* Input data:

■ ■ ■ ■ ■

//! Help Overlay
//!
//! Shows keyboard shortcuts and help information.

use super::centered_rect;
use crate::app::App;
use ratatui::{
    layout::Alignment,
    style::{Color, Modifier, Style},
    text::{Line, Span},
    widgets::{Block, Borders, Clear, Paragraph},
    Frame,
};

const SECTIONS: &[(&str, &[(&str, &str)])] = &[
    (
        "Navigation",
        &[
            ("j/k, ↑/↓", "Move up/down"),
            ("gg / G", "Go to top / bottom"),
            ("[/], ←/→", "Previous/next page"),
            ("Tab/S-Tab", "Next/previous resource"),
            (":", "Pick resource"),
        ],
    ),
    (
        "Views",
        &[
            ("Enter", "View record details"),
            ("Esc/q", "Back from details"),
            ("R", "Reload list"),
            ("r", "Retry a failed detail load"),
        ],
    ),
    (
        "Filtering",
        &[
            ("/", "Search name and description"),
            ("c", "Filter by category"),
            ("Esc", "Clear search, then selection"),
        ],
    ),
    (
        "Selection",
        &[
            ("Space", "Toggle row and move down"),
            ("a", "Select every row on the page"),
            ("x", "Clear selection"),
        ],
    ),
    (
        "Editing",
        &[
            ("n / e", "New record / edit record"),
            ("D, Del", "Delete record or selection"),
            ("Ctrl+s", "Save form"),
            ("←/→", "Pick relation in form"),
            ("Enter", "Choose several related records"),
        ],
    ),
];

pub fn render(f: &mut Frame, _app: &App) {
    let area = f.area();
    let popup_area = centered_rect(70, 80, area);

    f.render_widget(Clear, popup_area);

    let mut help_text = vec![
        Line::from(Span::styled(
            "Keyboard Shortcuts",
            Style::default()
                .fg(Color::Cyan)
                .add_modifier(Modifier::BOLD),
        )),
        Line::from(""),
    ];

    for (title, keys) in SECTIONS {
        help_text.push(Line::from(Span::styled(
            *title,
            Style::default().add_modifier(Modifier::BOLD),
        )));
        for (key, action) in keys.iter() {
            help_text.push(Line::from(vec![
                Span::styled(format!("  {:<12}", key), Style::default().fg(Color::Yellow)),
                Span::raw(*action),
            ]));
        }
        help_text.push(Line::from(""));
    }

    help_text.push(Line::from(Span::styled(
        "Press ? or Esc to close",
        Style::default().fg(Color::DarkGray),
    )));

    let block = Block::default()
        .borders(Borders::ALL)
        .border_style(Style::default().fg(Color::Cyan))
        .title(" Help ")
        .title_alignment(Alignment::Center);

    let paragraph = Paragraph::new(help_text).block(block);
    f.render_widget(paragraph, popup_area);
}
//! Resource list store
//!
//! Holds the loaded collection of one resource type together with the
//! loading/error flags, the filter state, and the selection. The filtered and
//! paginated views are derived on demand and never stored.

use super::pagination::{self, DEFAULT_PAGE_SIZE};
use super::selection::SelectionSet;
use crate::api::{format_api_error, ApiError, ResourceClient};
use crate::resource::{fetch_records, Record, ResourceSchema};

/// Category part of the filter
#[derive(Debug, Clone, Default, PartialEq, Eq)]
pub enum CategoryFilter {
    #[default]
    All,
    Id(String),
}

impl CategoryFilter {
    /// `"all"` (or empty) means no filtering
    pub fn parse(s: &str) -> Self {
        let s = s.trim();
        if s.is_empty() || s.eq_ignore_ascii_case("all") {
            CategoryFilter::All
        } else {
            CategoryFilter::Id(s.to_string())
        }
    }
}

/// Search term, category, and pagination cursor
#[derive(Debug, Clone, PartialEq, Eq)]
pub struct FilterState {
    pub search: String,
    pub category: CategoryFilter,
    pub page: usize,
    pub page_size: usize,
}

impl Default for FilterState {
    fn default() -> Self {
        Self {
            search: String::new(),
            category: CategoryFilter::All,
            page: 1,
            page_size: DEFAULT_PAGE_SIZE,
        }
    }
}

pub struct ResourceListStore {
    schema: &'static ResourceSchema,
    items: Vec<Record>,
    pub loading: bool,
    pub error: Option<String>,
    filter: FilterState,
    selection: SelectionSet,
}

impl ResourceListStore {
    pub fn new(schema: &'static ResourceSchema) -> Self {
        Self {
            schema,
            items: Vec::new(),
            loading: false,
            error: None,
            filter: FilterState::default(),
            selection: SelectionSet::new(),
        }
    }

    pub fn with_page_size(mut self, page_size: usize) -> Self {
        self.filter.page_size = page_size.max(1);
        self
    }

    pub fn schema(&self) -> &'static ResourceSchema {
        self.schema
    }

    pub fn items(&self) -> &[Record] {
        &self.items
    }

    pub fn filter(&self) -> &FilterState {
        &self.filter
    }

    pub fn selection(&self) -> &SelectionSet {
        &self.selection
    }

    // =========================================================================
    // Loading
    // =========================================================================

    /// Fetch the whole collection and replace the current one
    ///
    /// On failure the previous collection is kept and `error` holds a
    /// display-ready message.
    pub async fn load(&mut self, client: &ResourceClient) -> Result<(), ApiError> {
        self.loading = true;
        self.error = None;

        let result = fetch_records(client, self.schema).await;
        self.loading = false;

        match result {
            Ok(items) => {
                tracing::info!("Loaded {} {}", items.len(), self.schema.key);
                self.replace_items(items);
                Ok(())
            }
            Err(e) => {
                tracing::warn!("Failed to load {}: {}", self.schema.key, e);
                self.error = Some(format_api_error(&e));
                Err(e)
            }
        }
    }

    /// Full refresh: swap the collection, clear the selection, and go back to
    /// page 1 only if the current page no longer exists
    pub fn replace_items(&mut self, items: Vec<Record>) {
        self.items = items;
        self.selection.clear();
        if self.filter.page > self.total_pages() {
            self.filter.page = 1;
        }
    }

    // =========================================================================
    // Filtering
    // =========================================================================

    pub fn set_search(&mut self, term: &str) {
        self.filter.search = term.to_string();
        self.filter.page = 1;
    }

    pub fn set_category_filter(&mut self, category: CategoryFilter) {
        self.filter.category = category;
        self.filter.page = 1;
    }

    /// Whether a record passes the search term and the category filter
    pub fn matches(&self, record: &Record) -> bool {
        let term = self.filter.search.trim().to_lowercase();
        let search_ok = term.is_empty()
            || record.name(self.schema).to_lowercase().contains(&term)
            || record.description(self.schema).to_lowercase().contains(&term);

        let category_ok = match &self.filter.category {
            CategoryFilter::All => true,
            CategoryFilter::Id(id) => record
                .category(self.schema)
                .is_some_and(|r| r.id() == id),
        };

        search_ok && category_ok
    }

    pub fn filtered(&self) -> Vec<&Record> {
        self.items.iter().filter(|r| self.matches(r)).collect()
    }

    pub fn filtered_count(&self) -> usize {
        self.items.iter().filter(|r| self.matches(r)).count()
    }

    // =========================================================================
    // Pagination
    // =========================================================================

    pub fn total_pages(&self) -> usize {
        pagination::total_pages(self.filtered_count(), self.filter.page_size)
    }

    /// Current page, clamped into `[1, total_pages]`
    pub fn page(&self) -> usize {
        self.filter.page.clamp(1, self.total_pages())
    }

    pub fn set_page(&mut self, page: usize) {
        self.filter.page = pagination::clamp_page(page, self.filtered_count(), self.filter.page_size);
    }

    pub fn set_page_size(&mut self, page_size: usize) {
        self.filter.page_size = page_size.max(1);
        self.set_page(self.filter.page);
    }

    pub fn next_page(&mut self) {
        self.set_page(self.page() + 1);
    }

    pub fn prev_page(&mut self) {
        self.set_page(self.page().saturating_sub(1));
    }

    /// Records on the current page
    pub fn page_items(&self) -> Vec<&Record> {
        let filtered = self.filtered();
        pagination::paginate(&filtered, self.page(), self.filter.page_size).to_vec()
    }

    /// Ids of the records on the current page
    pub fn visible_ids(&self) -> Vec<String> {
        self.page_items()
            .into_iter()
            .filter_map(|r| r.id(self.schema))
            .collect()
    }

    pub fn find(&self, id: &str) -> Option<&Record> {
        self.items
            .iter()
            .find(|r| r.id(self.schema).as_deref() == Some(id))
    }

    // =========================================================================
    // Selection
    // =========================================================================

    /// Toggle an id; ids missing from the loaded list are ignored
    pub fn toggle_selection(&mut self, id: &str) -> bool {
        if self.find(id).is_none() {
            return false;
        }
        self.selection.toggle(id);
        true
    }

    /// Select every record currently visible (filtered and paginated)
    pub fn select_visible(&mut self) {
        let ids = self.visible_ids();
        self.selection.select_all(ids);
    }

    pub fn clear_selection(&mut self) {
        self.selection.clear();
    }

    pub fn is_selected(&self, id: &str) -> bool {
        self.selection.is_selected(id)
    }

    pub fn selected_ids(&self) -> Vec<String> {
        self.selection.ids()
    }
}

#[cfg(test)]
mod tests {
    use super::*;
    use crate::resource::get_resource;
    use serde_json::json;

    fn store_with(items: Vec<serde_json::Value>) -> ResourceListStore {
        let mut store = ResourceListStore::new(get_resource("bootcamps").unwrap());
        store.replace_items(items.into_iter().map(Record::new).collect());
        store
    }

    fn numbered(n: usize) -> Vec<serde_json::Value> {
        (0..n)
            .map(|i| json!({"_id": format!("id-{}", i), "name": format!("Item {}", i)}))
            .collect()
    }

    #[test]
    fn test_scenario_pages_and_clamp() {
        let mut store = store_with(numbered(25));
        assert_eq!(store.total_pages(), 3);
        store.set_page(5);
        assert_eq!(store.page(), 3);
        assert_eq!(store.page_items().len(), 5);
    }

    #[test]
    fn test_search_is_case_insensitive() {
        let mut store = store_with(vec![
            json!({"_id": "1", "name": "Bootcamp A"}),
            json!({"_id": "2", "name": "Other"}),
            json!({"_id": "3", "name": "BOOTCAMP B"}),
        ]);
        store.set_search("boot");
        let names: Vec<&str> = store
            .filtered()
            .iter()
            .map(|r| r.name(store.schema()))
            .collect();
        assert_eq!(names, vec!["Bootcamp A", "BOOTCAMP B"]);
    }

    #[test]
    fn test_search_matches_description() {
        let mut store = store_with(vec![
            json!({"_id": "1", "name": "A", "description": "Learn Rust fast"}),
            json!({"_id": "2", "name": "B", "description": "Cooking"}),
        ]);
        store.set_search("  RUST ");
        assert_eq!(store.filtered_count(), 1);
    }

    #[test]
    fn test_category_filter_normalizes_shapes() {
        let mut store = store_with(vec![
            json!({"_id": "1", "name": "A", "category": "c1"}),
            json!({"_id": "2", "name": "B", "category": {"_id": "c1", "name": "Web"}}),
            json!({"_id": "3", "name": "C", "category": {"_id": "c2", "name": "Data"}}),
            json!({"_id": "4", "name": "D"}),
        ]);
        store.set_category_filter(CategoryFilter::Id("c1".into()));
        assert_eq!(store.filtered_count(), 2);

        store.set_category_filter(CategoryFilter::parse("all"));
        assert_eq!(store.filtered_count(), 4);
    }

    #[test]
    fn test_filter_change_resets_page() {
        let mut store = store_with(numbered(30));
        store.set_page(3);
        store.set_search("item");
        assert_eq!(store.page(), 1);
    }

    #[test]
    fn test_reload_keeps_page_when_in_range() {
        let mut store = store_with(numbered(30));
        store.set_page(2);
        store.replace_items(numbered(25).into_iter().map(Record::new).collect());
        assert_eq!(store.page(), 2);

        store.set_page(3);
        store.replace_items(numbered(5).into_iter().map(Record::new).collect());
        assert_eq!(store.filter().page, 1);
    }

    #[test]
    fn test_page_size_change_reclamps() {
        let mut store = store_with(numbered(25));
        store.set_page(3);
        store.set_page_size(20);
        assert_eq!(store.page(), 2);
        store.set_page_size(0);
        assert_eq!(store.filter().page_size, 1);
    }

    #[test]
    fn test_select_visible_only_takes_current_page() {
        let mut store = store_with(numbered(25));
        store.set_page(3);
        store.select_visible();
        assert_eq!(store.selection().len(), 5);
        assert!(store.is_selected("id-24"));
        assert!(!store.is_selected("id-0"));
    }

    #[test]
    fn test_toggle_ignores_unknown_ids() {
        let mut store = store_with(numbered(3));
        assert!(!store.toggle_selection("ghost"));
        assert!(store.toggle_selection("id-1"));
        assert_eq!(store.selected_ids(), vec!["id-1"]);
    }

    #[test]
    fn test_reload_clears_selection() {
        let mut store = store_with(numbered(3));
        store.toggle_selection("id-1");
        store.replace_items(numbered(3).into_iter().map(Record::new).collect());
        assert!(store.selection().is_empty());
    }

    #[test]
    fn test_prev_and_next_page() {
        let mut store = store_with(numbered(25));
        store.next_page();
        store.next_page();
        store.next_page();
        assert_eq!(store.page(), 3);
        store.prev_page();
        store.prev_page();
        store.prev_page();
        assert_eq!(store.page(), 1);
    }
}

■ ■ ■ ■ ■

* Task details:
For each line of the material that includes the word "contains", make a copy.

* Output for this task:
            || record.name(self.schema).to_lowercase().contains(&term)
            || record.description(self.schema).to_lowercase().contains(&term);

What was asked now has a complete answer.